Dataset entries
• • • • • • •
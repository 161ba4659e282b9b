use cdk_basic_types::{BatchNumber, L1InfoTreeIndex, L2BlockNumber, H256};
use cdk_storage::{u64_from_key, u64_key};
use cdk_types::SealedL2Block;

use crate::{decode_json, encode_json, tables, Connection, DalResult};

#[derive(Debug)]
pub struct BlocksDal<'a> {
    pub(crate) storage: &'a mut Connection,
}

impl BlocksDal<'_> {
    /// Records that `block` belongs to `batch` and extends the batch's block
    /// window.
    pub async fn write_block_batch(
        &mut self,
        block: L2BlockNumber,
        batch: BatchNumber,
    ) -> DalResult<()> {
        self.storage
            .tx()
            .put(tables::BLOCK_BATCHES, u64_key(block.0), u64_key(batch.0));

        let window = match self.block_window_of_batch(batch).await? {
            Some((first, last)) => (first.min(block), last.max(block)),
            None => (block, block),
        };
        let encoded = encode_json("batch block window", &(window.0 .0, window.1 .0))?;
        self.storage
            .tx()
            .put(tables::BATCH_BLOCKS, u64_key(batch.0), encoded);
        Ok(())
    }

    pub async fn batch_of_block(&mut self, block: L2BlockNumber) -> DalResult<Option<BatchNumber>> {
        Ok(self
            .storage
            .tx()
            .get(tables::BLOCK_BATCHES, &u64_key(block.0))
            .map(|value| BatchNumber(u64_from_key(&value))))
    }

    /// Ordered list of blocks sealed into `batch`.
    pub async fn blocks_of_batch(&mut self, batch: BatchNumber) -> DalResult<Vec<L2BlockNumber>> {
        Ok(match self.block_window_of_batch(batch).await? {
            Some((first, last)) => (first.0..=last.0).map(L2BlockNumber).collect(),
            None => Vec::new(),
        })
    }

    pub async fn highest_block_in_batch(
        &mut self,
        batch: BatchNumber,
    ) -> DalResult<Option<L2BlockNumber>> {
        Ok(self.block_window_of_batch(batch).await?.map(|(_, last)| last))
    }

    pub(crate) async fn block_window_of_batch(
        &mut self,
        batch: BatchNumber,
    ) -> DalResult<Option<(L2BlockNumber, L2BlockNumber)>> {
        let Some(raw) = self.storage.tx().get(tables::BATCH_BLOCKS, &u64_key(batch.0)) else {
            return Ok(None);
        };
        let (first, last): (u64, u64) = decode_json("batch block window", &raw)?;
        Ok(Some((L2BlockNumber(first), L2BlockNumber(last))))
    }

    pub(crate) async fn set_block_window_of_batch(
        &mut self,
        batch: BatchNumber,
        window: Option<(L2BlockNumber, L2BlockNumber)>,
    ) -> DalResult<()> {
        match window {
            Some((first, last)) => {
                let encoded = encode_json("batch block window", &(first.0, last.0))?;
                self.storage
                    .tx()
                    .put(tables::BATCH_BLOCKS, u64_key(batch.0), encoded);
            }
            None => self.storage.tx().delete(tables::BATCH_BLOCKS, &u64_key(batch.0)),
        }
        Ok(())
    }

    pub async fn write_sealed_block(&mut self, block: &SealedL2Block) -> DalResult<()> {
        let encoded = encode_json("sealed block", block)?;
        self.storage
            .tx()
            .put(tables::BLOCKS, u64_key(block.number().0), encoded);
        Ok(())
    }

    pub async fn get_sealed_block(
        &mut self,
        block: L2BlockNumber,
    ) -> DalResult<Option<SealedL2Block>> {
        self.storage
            .tx()
            .get(tables::BLOCKS, &u64_key(block.0))
            .map(|raw| decode_json("sealed block", &raw))
            .transpose()
    }

    pub async fn highest_sealed_block(&mut self) -> DalResult<Option<L2BlockNumber>> {
        Ok(self
            .storage
            .tx()
            .last(tables::BLOCKS)
            .map(|(key, _)| L2BlockNumber(u64_from_key(&key))))
    }

    pub async fn write_effective_gas_price_pct(
        &mut self,
        tx_hash: H256,
        pct: u8,
    ) -> DalResult<()> {
        self.storage.tx().put(
            tables::EFFECTIVE_GAS_PRICE_PCTS,
            tx_hash.as_bytes().to_vec(),
            vec![pct],
        );
        Ok(())
    }

    pub async fn get_effective_gas_price_pct(&mut self, tx_hash: H256) -> DalResult<Option<u8>> {
        Ok(self
            .storage
            .tx()
            .get(tables::EFFECTIVE_GAS_PRICE_PCTS, tx_hash.as_bytes())
            .and_then(|value| value.first().copied()))
    }

    pub async fn write_block_global_exit_root(
        &mut self,
        block: L2BlockNumber,
        ger: H256,
    ) -> DalResult<()> {
        self.storage.tx().put(
            tables::BLOCK_GLOBAL_EXIT_ROOTS,
            u64_key(block.0),
            ger.as_bytes().to_vec(),
        );
        Ok(())
    }

    pub async fn get_block_global_exit_root(
        &mut self,
        block: L2BlockNumber,
    ) -> DalResult<Option<H256>> {
        Ok(self
            .storage
            .tx()
            .get(tables::BLOCK_GLOBAL_EXIT_ROOTS, &u64_key(block.0))
            .map(|raw| H256::from_slice(&raw)))
    }

    pub async fn write_block_l1_info_tree_index(
        &mut self,
        block: L2BlockNumber,
        index: L1InfoTreeIndex,
    ) -> DalResult<()> {
        self.storage.tx().put(
            tables::BLOCK_L1_INFO_TREE_INDICES,
            u64_key(block.0),
            u64_key(index.0),
        );
        Ok(())
    }

    pub async fn get_block_l1_info_tree_index(
        &mut self,
        block: L2BlockNumber,
    ) -> DalResult<Option<L1InfoTreeIndex>> {
        Ok(self
            .storage
            .tx()
            .get(tables::BLOCK_L1_INFO_TREE_INDICES, &u64_key(block.0))
            .map(|raw| L1InfoTreeIndex(u64_from_key(&raw))))
    }

    /// Marks that `block` re-used an info-tree index instead of consuming the
    /// next one (its timestamp was behind the next update).
    pub async fn write_reused_l1_info_tree_index(
        &mut self,
        block: L2BlockNumber,
    ) -> DalResult<()> {
        self.storage
            .tx()
            .put(tables::REUSED_L1_INFO_TREE_INDICES, u64_key(block.0), vec![1]);
        Ok(())
    }

    pub async fn is_reused_l1_info_tree_index(&mut self, block: L2BlockNumber) -> DalResult<bool> {
        Ok(self
            .storage
            .tx()
            .get(tables::REUSED_L1_INFO_TREE_INDICES, &u64_key(block.0))
            .is_some())
    }

    pub async fn write_block_info_root(
        &mut self,
        block: L2BlockNumber,
        root: H256,
    ) -> DalResult<()> {
        self.storage.tx().put(
            tables::BLOCK_INFO_ROOTS,
            u64_key(block.0),
            root.as_bytes().to_vec(),
        );
        Ok(())
    }

    pub async fn get_block_info_root(&mut self, block: L2BlockNumber) -> DalResult<Option<H256>> {
        Ok(self
            .storage
            .tx()
            .get(tables::BLOCK_INFO_ROOTS, &u64_key(block.0))
            .map(|raw| H256::from_slice(&raw)))
    }
}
• • • • • • •
▶ Assignment:
Only a number is wanted here: how many lines of the data hold the string "that".

▶ Result:
2